The LEA interface provides several advantages over both

HEA and digital interfaces. Compared to the digital interface,

LEA is simpler to define and test. IEEE C37.92 [16], IEC

60044-7 [17], and 60044-8 [12] provide requirements of the

LEA interface. The requirements given by IEEE and IEC

standards are mostly consistent and defined in a simple way.

The LEA output of an electronic CT or VT is a signal less

than 10 V, with load (burden) being a few kilo ohms or larger.

Compared to a high-energy interface for an electronic

instrument transformer, the LEA option provides several

advantages. First, the HEA output is usually driven from an

LEA output, using additional circuitry to amplify the signal.

Accordingly, the LEA output is a necessary part of an HEA

output. Next, the addition of these amplifiers increases the

cost and reduces the performance of the system (albeit still

satisfactory). Both bandwidth and accuracy performance of

the system is better if the power amplifiers (HEA) are

eliminated. Finally, reliability and power requirements of the

electronics associated with instrument transformers are also

better if the amplifiers are eliminated. Most applications of

optical instrument transformers for protection applications to

date use the LEA interface between the sensor and the relay.

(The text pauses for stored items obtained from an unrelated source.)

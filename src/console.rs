//! Line-oriented console adapter.
//!
//! Parses what the user types into commands and turns conversation and
//! search state into plain text. Markdown is printed as-is.

use crate::client::{Message, Role, SearchStats, SourceType};
use crate::search::{SearchOutcome, SearchQuery, SearchView};

/// Legal notice shown once at startup.
pub const DISCLAIMER: &str = "Important - Avertissement Légal : cet assistant est un outil d'aide à la décision pour professionnels de santé. Il ne remplace pas l'expertise d'un pharmacien diplômé. Toujours vérifier les informations critiques dans les sources officielles.";

/// Help text listing console commands.
pub const HELP: &str = "\
Commandes :
  <question>                          poser une question
  /search [--vidal|--meddispar] <q>   rechercher dans les bases
  /clear                              effacer la conversation
  /stats                              statistiques de l'index
  /health                             état du service
  /help                               cette aide
  /quit                               quitter";

/// One parsed console line.
#[derive(Clone, Debug, PartialEq, Eq)]
pub enum Command {
    /// Blank line.
    Empty,
    /// Question for the chat orchestrator.
    Chat(String),
    /// Search request.
    Search(SearchQuery),
    /// Reset the conversation.
    Clear,
    /// Show index statistics.
    Stats,
    /// Show service health and status.
    Health,
    /// Show help.
    Help,
    /// Leave the console.
    Quit,
    /// Unrecognized slash command or malformed arguments.
    Unknown(String),
}

/// Parse one input line.
#[must_use]
pub fn parse_command(line: &str) -> Command {
    let trimmed = line.trim();
    if trimmed.is_empty() {
        return Command::Empty;
    }

    let Some(rest) = trimmed.strip_prefix('/') else {
        return Command::Chat(line.trim_end_matches(['\r', '\n']).to_string());
    };

    let (name, args) = rest.split_once(char::is_whitespace).unwrap_or((rest, ""));
    match name {
        "search" | "s" => parse_search(args.trim()),
        "clear" => Command::Clear,
        "stats" => Command::Stats,
        "health" | "status" => Command::Health,
        "help" | "h" | "?" => Command::Help,
        "quit" | "exit" | "q" => Command::Quit,
        _ => Command::Unknown(trimmed.to_string()),
    }
}

fn parse_search(args: &str) -> Command {
    let (filter, text) = match args.split_once(char::is_whitespace) {
        Some(("--vidal", text)) => (Some(SourceType::Vidal), text),
        Some(("--meddispar", text)) => (Some(SourceType::Meddispar), text),
        _ if args.starts_with("--") => return Command::Unknown(format!("/search {args}")),
        _ => (None, args),
    };

    let text = text.trim();
    if text.is_empty() {
        return Command::Unknown(format!("/search {args}"));
    }

    let query = SearchQuery::new(text);
    Command::Search(match filter {
        Some(source_type) => query.with_source_type(source_type),
        None => query,
    })
}

/// Render an assistant turn with its numbered sources.
#[must_use]
pub fn format_message(message: &Message) -> String {
    let mut out = match message.role {
        Role::User => format!("> {}", message.content),
        Role::Assistant => message.content.clone(),
    };

    if !message.sources.is_empty() {
        out.push_str("\n\nSources :");
        for (i, source) in message.sources.iter().enumerate() {
            out.push_str(&format!("\n  {}. [{}] {}", i + 1, source.source_type, source.title));
            if !source.url.is_empty() {
                out.push_str(&format!(" <{}>", source.url));
            }
        }
    }

    out
}

/// Render a search outcome.
#[must_use]
pub fn format_search(outcome: &SearchOutcome) -> String {
    match outcome.view() {
        SearchView::Idle => String::new(),
        SearchView::NoResults => "Aucun résultat trouvé".to_string(),
        SearchView::Unavailable => "Recherche indisponible, veuillez réessayer.".to_string(),
        SearchView::Results => {
            let n = outcome.results.len();
            let plural = if n > 1 { "s" } else { "" };
            let mut out = format!("{n} résultat{plural} trouvé{plural}");
            for (i, result) in outcome.results.iter().enumerate() {
                out.push_str(&format!(
                    "\n\n{}. {} [{}] ({:.0}%)\n   {}",
                    i + 1,
                    result.title,
                    result.source_type,
                    result.relevance_score * 100.0,
                    result.content
                ));
                if !result.url.is_empty() {
                    out.push_str(&format!("\n   {}", result.url));
                }
            }
            out
        }
    }
}

/// Render index statistics.
#[must_use]
pub fn format_stats(stats: &SearchStats) -> String {
    let mut lines = vec![format!("Documents indexés : {}", stats.total_documents)];
    if !stats.sources.is_empty() {
        lines.push(format!("Sources : {}", stats.sources.join(", ")));
    }
    if let Some(model) = &stats.llm_model {
        lines.push(format!("Modèle : {model}"));
    }
    if let Some(model) = &stats.embedding_model {
        lines.push(format!("Embeddings : {model}"));
    }
    lines.join("\n")
}

#[cfg(test)]
mod tests {
    use super::*;

    use crate::client::{SearchResponse, SearchResult, Source, TransportError};

    #[test]
    fn test_parse_plain_question() {
        assert_eq!(
            parse_command("Quelles sont les indications du paracétamol ?\n"),
            Command::Chat("Quelles sont les indications du paracétamol ?".to_string())
        );
        assert_eq!(parse_command("   "), Command::Empty);
    }

    #[test]
    fn test_parse_slash_commands() {
        assert_eq!(parse_command("/clear"), Command::Clear);
        assert_eq!(parse_command("/stats"), Command::Stats);
        assert_eq!(parse_command("/status"), Command::Health);
        assert_eq!(parse_command("/quit"), Command::Quit);
        assert_eq!(parse_command("/help"), Command::Help);
        assert!(matches!(parse_command("/frobnicate"), Command::Unknown(_)));
    }

    #[test]
    fn test_parse_search_with_filter() {
        assert_eq!(
            parse_command("/search --vidal paracétamol codéine"),
            Command::Search(
                SearchQuery::new("paracétamol codéine").with_source_type(SourceType::Vidal)
            )
        );
        assert_eq!(
            parse_command("/search aspirine"),
            Command::Search(SearchQuery::new("aspirine"))
        );
        assert!(matches!(parse_command("/search"), Command::Unknown(_)));
        assert!(matches!(parse_command("/search --vidal"), Command::Unknown(_)));
        assert!(matches!(parse_command("/search --other x"), Command::Unknown(_)));
    }

    #[test]
    fn test_format_message_lists_sources() {
        let message = Message::assistant(
            "Antalgique et antipyrétique.",
            "2024-01-01T00:00:00Z".to_string(),
            vec![Source {
                title: "Paracétamol".to_string(),
                content: "Douleurs".to_string(),
                url: "https://www.vidal.fr/paracetamol".to_string(),
                source_type: SourceType::Vidal,
                relevance_score: 0.9,
            }],
        );
        let text = format_message(&message);
        assert!(text.starts_with("Antalgique et antipyrétique."));
        assert!(text.contains("Sources :"));
        assert!(text.contains("1. [vidal] Paracétamol <https://www.vidal.fr/paracetamol>"));
    }

    #[test]
    fn test_format_search_views() {
        assert!(format_search(&SearchOutcome::default()).is_empty());

        let empty = SearchResponse {
            query: "zzznotfound".to_string(),
            results: Vec::new(),
            total_results: 0,
        };
        assert_eq!(
            format_search(&SearchOutcome::from_response("zzznotfound", empty)),
            "Aucun résultat trouvé"
        );

        let failed = SearchOutcome::failed("aspirine", &TransportError::Timeout);
        assert!(format_search(&failed).starts_with("Recherche indisponible"));
    }

    #[test]
    fn test_format_search_results() {
        let response = SearchResponse {
            query: "aspirine".to_string(),
            results: vec![SearchResult {
                title: "Aspirine".to_string(),
                content: "Acide acétylsalicylique".to_string(),
                url: String::new(),
                source_type: "vidal".to_string(),
                relevance_score: 0.5,
            }],
            total_results: 1,
        };
        let text = format_search(&SearchOutcome::from_response("aspirine", response));
        assert!(text.starts_with("1 résultat trouvé"));
        assert!(text.contains("1. Aspirine [vidal] (50%)"));
    }

    #[test]
    fn test_format_search_plural_with_links() {
        let hit = |title: &str, url: &str| SearchResult {
            title: title.to_string(),
            content: "Extrait".to_string(),
            url: url.to_string(),
            source_type: "meddispar".to_string(),
            relevance_score: 0.25,
        };
        let response = SearchResponse {
            query: "morphine".to_string(),
            results: vec![hit("Morphine", "https://www.meddispar.fr/morphine"), hit("Codéine", "")],
            total_results: 2,
        };
        let text = format_search(&SearchOutcome::from_response("morphine", response));
        assert!(text.starts_with("2 résultats trouvés"));
        assert!(text.contains("1. Morphine [meddispar] (25%)\n   Extrait\n   https://www.meddispar.fr/morphine"));
        assert!(text.ends_with("2. Codéine [meddispar] (25%)\n   Extrait"));
    }

    #[test]
    fn test_format_stats() {
        let stats = SearchStats {
            total_documents: 1280,
            llm_model: Some("gpt-4o".to_string()),
            sources: vec!["Vidal".to_string(), "Meddispar".to_string()],
            ..SearchStats::default()
        };
        assert_eq!(
            format_stats(&stats),
            "Documents indexés : 1280\nSources : Vidal, Meddispar\nModèle : gpt-4o"
        );
    }
}
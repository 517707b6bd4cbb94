// https://burn.dev/book/basic-workflow/data.html
use burn::data::dataloader::batcher::Batcher;
use burn::data::dataset::Dataset;
use burn::prelude::{Backend, Tensor};
use burn::tensor::{Data, Shape};
use ndarray::Axis;

use crate::split::Partition;

#[derive(Debug, Clone)]
pub(crate) struct WindowItem {
    /// Frames of one window, flattened from `[max_len, lat, lon]`.
    pub frames: Vec<f32>,
}

/// Precipitation windows of one partition, in temporal order.
pub struct PrecipWindowDataset {
    partition: Partition,
}

impl PrecipWindowDataset {
    pub fn new(partition: Partition) -> Self {
        Self { partition }
    }
}

impl Dataset<WindowItem> for PrecipWindowDataset {
    fn get(&self, index: usize) -> Option<WindowItem> {
        if index >= self.len() {
            return None;
        }
        let frames = self
            .partition
            .inputs
            .index_axis(Axis(0), index)
            .iter()
            .copied()
            .collect();

        Some(WindowItem { frames })
    }

    fn len(&self) -> usize {
        self.partition.num_windows()
    }
}

/// Map precipitation windows into batched `[batch, time, channel, lat, lon]` tensors.
#[derive(Clone)]
pub struct PrecipBatcher<B: Backend> {
    device: B::Device,
    /// `(max_len, lat, lon)` of every window.
    window: [usize; 3],
    /// Per-cell loss weights, flattened from `[lat, lon]`.
    area_weights: Option<Vec<f32>>,
}

impl<B: Backend> PrecipBatcher<B> {
    pub fn new(device: B::Device, window: [usize; 3], area_weights: Option<Vec<f32>>) -> Self {
        Self {
            device,
            window,
            area_weights,
        }
    }
}

#[derive(Clone, Debug)]
pub(crate) struct PrecipBatch<B: Backend> {
    /// `[batch, max_len, 1, lat, lon]`
    pub frames: Tensor<B, 5>,
    /// `[1, 1, 1, lat, lon]`, broadcast over batch and time
    pub area_weights: Option<Tensor<B, 5>>,
}

impl<B: Backend> Batcher<WindowItem, PrecipBatch<B>> for PrecipBatcher<B> {
    fn batch(&self, items: Vec<WindowItem>) -> PrecipBatch<B> {
        let [max_len, lat, lon] = self.window;
        let batch_size = items.len();

        let values: Vec<f32> = items.into_iter().flat_map(|item| item.frames).collect();
        let frames = Tensor::<B, 5>::from_data(
            Data::new(values, Shape::new([batch_size, max_len, 1, lat, lon])).convert(),
            &self.device,
        );

        let area_weights = self.area_weights.as_ref().map(|weights| {
            Tensor::<B, 5>::from_data(
                Data::new(weights.clone(), Shape::new([1, 1, 1, lat, lon])).convert(),
                &self.device,
            )
        });

        PrecipBatch {
            frames,
            area_weights,
        }
    }
}

/// `cos(latitude)` weights for every grid cell, scaled to average 1.
pub fn area_weights(lat: &[f32], lon_len: usize) -> Vec<f32> {
    let row_weights: Vec<f64> = lat
        .iter()
        .map(|deg| (*deg as f64).to_radians().cos().max(0.0))
        .collect();
    let mean = row_weights.iter().sum::<f64>() / row_weights.len().max(1) as f64;

    row_weights
        .iter()
        .flat_map(|w| std::iter::repeat((w / mean) as f32).take(lon_len))
        .collect()
}
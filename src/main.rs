// https://burn.dev/book/basic-workflow/backend.html
mod cli;
mod data;
mod error;
mod inference;
mod model;
mod netcdf_io;
mod normalize;
mod split;
mod training;

use anyhow::Context;
use burn::backend::wgpu::AutoGraphicsApi;
use burn::backend::{Autodiff, Wgpu};
use burn::config::Config;
use burn::optim::AdamConfig;
use clap::Parser;
use tracing::info;
use tracing_subscriber::EnvFilter;

use crate::cli::Cli;
use crate::inference::ExportPaths;
use crate::model::PrecipForecasterConfig;
use crate::training::TrainingConfig;

fn main() -> anyhow::Result<()> {
    tracing_subscriber::fmt()
        .with_env_filter(
            EnvFilter::try_from_default_env().unwrap_or_else(|_| EnvFilter::new("info")),
        )
        .init();

    let args = Cli::parse();
    if args.max_len < 2 {
        anyhow::bail!("--max-len must be at least 2 to forecast the next frame");
    }

    type MyBackend = Wgpu<AutoGraphicsApi, f32, i32>;
    type MyAutodiffBackend = Autodiff<MyBackend>;
    let device = burn::backend::wgpu::WgpuDevice::BestAvailable;

    let nc = netcdf::open(&args.netcdf)
        .with_context(|| format!("Failed to open NetCDF file {}", args.netcdf))?;
    let series = netcdf_io::load_series(&nc)?;
    let lat = netcdf_io::read_coordinate(&nc, "lat")?;

    let split = split::split_data(series.pr, &series.time, args.normalize, args.max_len)?;
    info!("Finished loading and splitting data.");

    let (lat_len, lon_len) = split.train.grid();
    if lat.len() != lat_len {
        return Err(error::PipelineError::InvalidGrid(format!(
            "`lat` has {} values but `pr` has {lat_len} rows",
            lat.len()
        ))
        .into());
    }
    let area_weights = data::area_weights(&lat, lon_len);

    let config = TrainingConfig::new(
        PrecipForecasterConfig::new().with_tbptt_steps(args.num_steps),
        AdamConfig::new(),
    )
    .with_num_epochs(args.epochs)
    .with_batch_size(args.mb)
    .with_num_workers(args.num_workers)
    .with_seed(args.seed)
    .with_learning_rate(args.lr)
    .with_patience(args.patience)
    .with_area_weighted(args.area_weighted);

    training::train::<MyAutodiffBackend>(
        &args.artifact_dir,
        &args.model,
        config,
        split.train.clone(),
        split.dev.clone(),
        Some(area_weights),
        device.clone(),
    )
    .context("Training failed")?;

    if let Some(normalizer) = &split.normalizer {
        normalizer
            .save(format!("{}/normalizer.json", args.artifact_dir))
            .context("Failed to save normalization statistics")?;
    }

    let paths = ExportPaths {
        dev_preds: args.dev_preds,
        dev_truths: args.dev_truths,
        test_preds: args.test_preds,
    };
    inference::infer::<MyBackend>(&args.artifact_dir, &split, &nc, &paths, device)?;

    Ok(())
}
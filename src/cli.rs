use clap::{Parser, ValueEnum};

/// Normalization schemes applied to precipitation before windowing.
#[derive(ValueEnum, Debug, Clone, Copy, PartialEq, Eq)]
pub enum Normalization {
    /// log2 rescale fitted on the training partition
    Log,
}

/// Train a ConvLSTM next-frame forecaster on gridded precipitation
#[derive(Parser, Debug)]
#[command(version, about, long_about = None)]
pub struct Cli {
    /// Data set (a NetCDF file with `time`, `pr`, `lat` and `lon` variables)
    pub netcdf: String,

    /// How many epochs to continue training without improving dev loss
    #[arg(long, default_value = "10")]
    pub patience: usize,

    /// The learning rate
    #[arg(long, default_value = "0.001")]
    pub lr: f64,

    /// The minibatch size
    #[arg(long, default_value = "128")]
    pub mb: usize,

    /// The number of steps to unroll for truncated BPTT
    #[arg(long, default_value = "20")]
    pub num_steps: usize,

    /// The maximum length of a sequence
    #[arg(long, default_value = "10")]
    pub max_len: usize,

    /// The number of epochs to train for
    #[arg(long, default_value = "20")]
    pub epochs: usize,

    /// Normalization scheme
    #[arg(long, value_enum)]
    pub normalize: Option<Normalization>,

    /// Train using an area-weighted MSE loss
    #[arg(long, alias = "area_weighted")]
    pub area_weighted: bool,

    /// Model's predictions on the dev set, exported as NetCDF
    #[arg(long, alias = "dev_preds", default_value = "../../outputs/dev_predictions.nc")]
    pub dev_preds: String,

    /// Ground truths of the dev set, exported as NetCDF
    #[arg(long, alias = "dev_truths", default_value = "../../outputs/dev_truths.nc")]
    pub dev_truths: String,

    /// Model's predictions on the test set, exported as NetCDF
    #[arg(long, alias = "test_preds", default_value = "../../outputs/test_predictions.nc")]
    pub test_preds: String,

    /// Save the best model with this prefix; the extension becomes `.mpk`
    #[arg(long, default_value = "/tmp/model.ckpt")]
    pub model: String,

    /// Directory for learner checkpoints, logs and saved configs
    #[arg(long, default_value = "/tmp/precip-convlstm")]
    pub artifact_dir: String,

    /// Seed for weight init and batch shuffling
    #[arg(long, default_value = "42")]
    pub seed: u64,

    /// Number of cpu threads to use during batch generation
    #[arg(long, default_value = "4")]
    pub num_workers: usize,
}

Several examples are provided in this paper.

The HEA interface effectively presents the most expensive

and least efficient option for connecting an optical instrument

transformer to a relay or meter; nevertheless, because of the

infrastructure in place and availability of secondary devices

with standard HEA input, it provides another practical option,

particularly for metering applications. Since HEA output is

driven from LEA, via an amplifier, every use of an HEA

interface for optical sensors is also a use of the LEA interface.

The cost, performance, space, and energy requirements of

these amplifiers is such that they are still a practical solution

for metering applications, but a lot more difficult for

protection applications. As such most energy metering

installations for optical CTs and VTs use the HEA interface.

In this paper, we briefly reference a few examples of these

systems, which all use the standard LEA output to drive the

HEA signal.

For practical and economic reasons, the HEA outputs used

for optical sensors usually correspond to relatively low burden

levels as compared to those of magnetic instrument

transformers. The signal levels are the same typical values

(1/5 A and 69/120 V), but the burden capability is chosen to

work with modern electronic meters and relays which

represent very little burden on the instrument transformer.

Accordingly, the draft version of IEEE P1601 [18], being

prepared as an IEEE standard for optical instrument

transformers, and new Canadian standards C60044-7 [19] and

C60044-8 [20] for instrument transformers have introduced

lower burden classes to be used for HEA interface of optical

(and other non-conventional) instrument transformers. IEEE

P1601 covers many aspects of optical instrument

transformers, including HV and dielectric requirements,

keeping consistent with system requirements given in IEEE

C57.13 for magnetic instrument transformers [21]. It also

includes terminology and convention for specifying accuracy

over wider dynamic ranges, beyond what has been covered

under IEEE C57.13. P1601 is intended to use significant

reference to IEEE C57.13, IEC 60044-7, IEC 60044-8, and

IEEE C37.92 in order to keep consistency and avoid

redundant requirements. It, however, captures and

emphasizes requirements specific to optical instrument

transformers, introduces new requirements relevant to optical

sensors, and eliminates traditional requirements that are not

relevant to optical instrument transformers. A draft of P1601

is expected to be available for survey in late 2006, targeted for

balloting in 2007.

III. OPTICAL SENSORTECHNOLOGY AND APPLICATION

EXPERIENCE

The optical CT (OCT) uses an in-line fiber optic

interferometric design described in detail in [1] and [2]. The

sensing head is an optical fiber encircling the current carrying

conductor in one or several complete turns. It accurately

integrates the magnetic field around the conductor(s) that it

encircles, determining the current through its opening. The

sensing fiber can be packaged in fixed size windows or in a

flexible cable. The optical VT (OVT) uses a shielded

distributed electric-field sensor design described in detail in

[3] and [4] for accurate determination of voltage between itstwo terminals.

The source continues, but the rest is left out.